[To do]
What is the number of lines in the records below holding the string "type"? Reply with it and nothing else.

※

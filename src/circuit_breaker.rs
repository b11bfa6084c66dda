use failsafe::{backoff, failure_policy, Config};
use std::time::Duration;

/// Concrete breaker type shared by provider clients. Cloning shares state, so
/// all calls through one provider client trip the same breaker.
pub type ProviderCircuitBreaker = failsafe::StateMachine<
    failure_policy::ConsecutiveFailures<backoff::Exponential>,
    (),
>;

/// Creates a circuit breaker for paid provider calls.
///
/// # Configuration
///
/// - **Failure threshold**: 5 consecutive failures triggers OPEN state.
/// - **Backoff**: Exponential backoff from 10s to 60s before attempting recovery.
///
/// # States
///
/// - **CLOSED**: Normal operation, requests pass through.
/// - **OPEN**: Too many failures, requests fail fast without spending money.
/// - **HALF_OPEN**: Testing if the provider recovered.
///
/// An open circuit is reported per-address as an `api_error`, never as a
/// batch-level exception.
pub fn create_provider_circuit_breaker() -> ProviderCircuitBreaker {
    let backoff_strategy = backoff::exponential(
        Duration::from_secs(10), // Initial delay
        Duration::from_secs(60), // Maximum delay
    );

    let failure_policy = failure_policy::consecutive_failures(5, backoff_strategy);

    Config::new().failure_policy(failure_policy).build()
}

※

[Response area]
2